Error: com.lambdaworks.redis.RedisException: Cannot determine a partition to read for slot 7558

see [stacktrace1]
see [stacktrace2]

and

Error: com.lambdaworks.redis.RedisException: java.util.ConcurrentModificationException

see [stacktrace3]

This is our configuration / connection code which seems to be the issue:

final ClusterTopologyRefreshOptions refreshOptions = ClusterTopologyRefreshOptions.builder()
    .enablePeriodicRefresh(60, TimeUnit.SECONDS) // this one breaks it
    .enableAllAdaptiveRefreshTriggers()
    .build();
final ClusterClientOptions clusterClientOptions = ClusterClientOptions.builder()
    .autoReconnect(true)
    .maxRedirects(4)
    .topologyRefreshOptions(refreshOptions)
    .build();

String redisHost = context.getConfiguration().get(REDIS_HOST_KEY);
RedisClusterClient redisClusterClient = RedisClusterClient.create(RedisURI.Builder.redis(redisHost).build());

redisClusterClient.setOptions(clusterClientOptions);

connection = redisClusterClient.connect().sync();

And we pinned it down to that marked line:

.enablePeriodicRefresh(60, TimeUnit.SECONDS) 
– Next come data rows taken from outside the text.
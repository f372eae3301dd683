//! svcstack - Lambda clients and functions from the command line
//!
//! `invoke` calls an action on a remote function; `serve` hosts a small
//! diagnostic function under the Lambda runtime. Both can ship logs and
//! counters to CloudWatch when the `logger` / `counters` sections are set.

mod config;
mod diagnostics;

use anyhow::Context;
use clap::{Parser, Subcommand};
use config::Settings;
use serde_json::Value;
use std::path::PathBuf;
use std::sync::Arc;
use svcstack_cloudwatch::{CloudWatchCounters, CloudWatchLogger};
use svcstack_core::{CachedCounters, Configurable, Logger, Openable, Parameters};
use svcstack_lambda::{LambdaClient, LambdaFunction, ShutdownHooks};
use tracing::{info, warn};
use tracing_subscriber::{layer::SubscriberExt, util::SubscriberInitExt};

#[derive(Parser, Debug)]
#[command(name = "svcstack")]
#[command(about = "Call and host Lambda functions", long_about = None)]
struct Args {
    /// Configuration file (YAML, JSON or TOML)
    #[arg(short, long, env = "SVCSTACK_CONFIG", global = true)]
    config: Option<PathBuf>,

    /// Log level (trace, debug, info, warn, error)
    #[arg(long, default_value = "info", env = "SVCSTACK_LOG_LEVEL", global = true)]
    log_level: String,

    #[command(subcommand)]
    command: Command,
}

#[derive(Subcommand, Debug)]
enum Command {
    /// Call an action on the function configured under `client`
    Invoke {
        /// Action name
        command: String,

        /// Call arguments as a JSON object
        #[arg(long)]
        args: Option<String>,

        /// Queue the call and return without a result
        #[arg(long)]
        one_way: bool,

        /// Correlation id; generated when omitted
        #[arg(long)]
        trace_id: Option<String>,
    },

    /// Host the diagnostic function (`ping`, `echo`) under the Lambda runtime
    Serve,
}

/// Optional CloudWatch sinks
struct Sinks {
    logger: Option<Arc<CloudWatchLogger>>,
    counters: Option<Arc<CloudWatchCounters>>,
}

impl Sinks {
    fn from_settings(settings: &Settings) -> Self {
        let logger = settings.logger_enabled().then(|| {
            let mut logger = CloudWatchLogger::new();
            logger.configure(&settings.logger);
            Arc::new(logger)
        });
        let counters = settings.counters_enabled().then(|| {
            let mut counters = CloudWatchCounters::new();
            counters.configure(&settings.counters);
            Arc::new(counters)
        });
        Self { logger, counters }
    }

    /// Cache published by the counters sink, or a local one
    fn cache(&self) -> CachedCounters {
        self.counters
            .as_ref()
            .map_or_else(CachedCounters::new, |c| c.counters().clone())
    }

    fn openables(&self) -> Vec<Arc<dyn Openable>> {
        let mut openables: Vec<Arc<dyn Openable>> = Vec::new();
        if let Some(logger) = &self.logger {
            openables.push(logger.clone());
        }
        if let Some(counters) = &self.counters {
            openables.push(counters.clone());
        }
        openables
    }

    /// Open every sink, registering its close with `hooks`
    async fn open(&self, trace_id: Option<&str>, hooks: &mut ShutdownHooks) -> anyhow::Result<()> {
        for sink in self.openables() {
            sink.open(trace_id).await.context("Failed to open CloudWatch sink")?;
            hooks.register("cloudwatch-sink", move || async move { sink.close(None).await });
        }
        Ok(())
    }
}

fn parse_args(raw: Option<&str>) -> anyhow::Result<Parameters> {
    let Some(raw) = raw else {
        return Ok(Parameters::new());
    };
    match serde_json::from_str::<Value>(raw).context("Call arguments are not valid JSON")? {
        Value::Object(map) => Ok(map),
        other => anyhow::bail!("Call arguments must be a JSON object, got {}", other),
    }
}

async fn invoke(
    settings: &Settings,
    command: &str,
    args: Option<&str>,
    one_way: bool,
    trace_id: Option<&str>,
) -> anyhow::Result<()> {
    let args = parse_args(args)?;
    let sinks = Sinks::from_settings(settings);
    let mut hooks = ShutdownHooks::new();

    if let Err(err) = sinks.open(trace_id, &mut hooks).await {
        hooks.run_all().await;
        return Err(err);
    }

    let mut client = LambdaClient::new().with_counters(sinks.cache());
    client.configure(&settings.client);
    let client = Arc::new(client);

    let outcome = match client.open(trace_id).await {
        Ok(()) => {
            let closing = client.clone();
            hooks.register("lambda-client", move || async move { closing.close(None).await });
            if one_way {
                client.call_one_way(command, trace_id, &args).await.map(|()| None)
            } else {
                client.call(command, trace_id, &args).await.map(Some)
            }
        }
        Err(err) => Err(err),
    };

    if let (Err(err), Some(logger)) = (&outcome, &sinks.logger) {
        logger.error(trace_id, Some(err), &format!("Failed to call {}", command));
    }

    let failed = hooks.run_all().await;
    if failed > 0 {
        warn!(failed, "Some resources did not close cleanly");
    }

    match outcome.with_context(|| format!("Call to {} failed", command))? {
        Some(result) => println!("{}", serde_json::to_string_pretty(&result)?),
        None => info!(command = %command, "One-way call sent"),
    }
    Ok(())
}

async fn serve(settings: &Settings) -> anyhow::Result<()> {
    let sinks = Sinks::from_settings(settings);

    let mut function = LambdaFunction::new("svcstack", None).with_counters(sinks.cache());
    function.configure(&settings.function);
    if let Some(logger) = &sinks.logger {
        function = function.with_logger(logger.clone());
    }
    for dependency in sinks.openables() {
        function = function.with_dependency(dependency);
    }
    diagnostics::register(&function).context("Failed to register actions")?;
    let function = Arc::new(function);

    let mut hooks = ShutdownHooks::new();
    let closing = function.clone();
    hooks.register("lambda-function", move || async move { closing.close(None).await });

    info!(function = %function.name(), "Serving lambda function");
    let result = tokio::select! {
        result = svcstack_lambda::runtime::serve(function.clone()) => {
            result.map_err(|e| anyhow::anyhow!(e)).context("Lambda runtime stopped")
        }
        _ = tokio::signal::ctrl_c() => {
            info!("Received shutdown signal");
            Ok(())
        }
    };

    hooks.run_all().await;
    result
}

#[tokio::main]
async fn main() -> anyhow::Result<()> {
    let args = Args::parse();

    tracing_subscriber::registry()
        .with(
            tracing_subscriber::EnvFilter::try_from_default_env()
                .unwrap_or_else(|_| tracing_subscriber::EnvFilter::new(&args.log_level)),
        )
        .with(tracing_subscriber::fmt::layer().with_writer(std::io::stderr))
        .init();

    let settings = Settings::load(args.config.as_deref())?;

    match &args.command {
        Command::Invoke {
            command,
            args: call_args,
            one_way,
            trace_id,
        } => invoke(&settings, command, call_args.as_deref(), *one_way, trace_id.as_deref()).await,
        Command::Serve => serve(&settings).await,
    }
}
Without that line we don't experience any of the above exceptions.
The actual redis command that triggers those exceptions is a hkeys:

redis.hmset(playerKey, playerProfile);
// [...snip...]
redis.hkeys(playerKey);  // this triggers the error
// [...snip...]
redis.hdel(...)

Our use case is quite simple - we only use hmset, hkeys, hdel in that order.

tldr;

For RedisClusterClient setting the ClusterTopologyRefreshOptions with enablePeriodicRefresh(60, TimeUnit.SECONDS) results in ConcurrentModificationException and Cannot determine a partition to read for slot exceptions.

Stacktraces

[stacktrace1]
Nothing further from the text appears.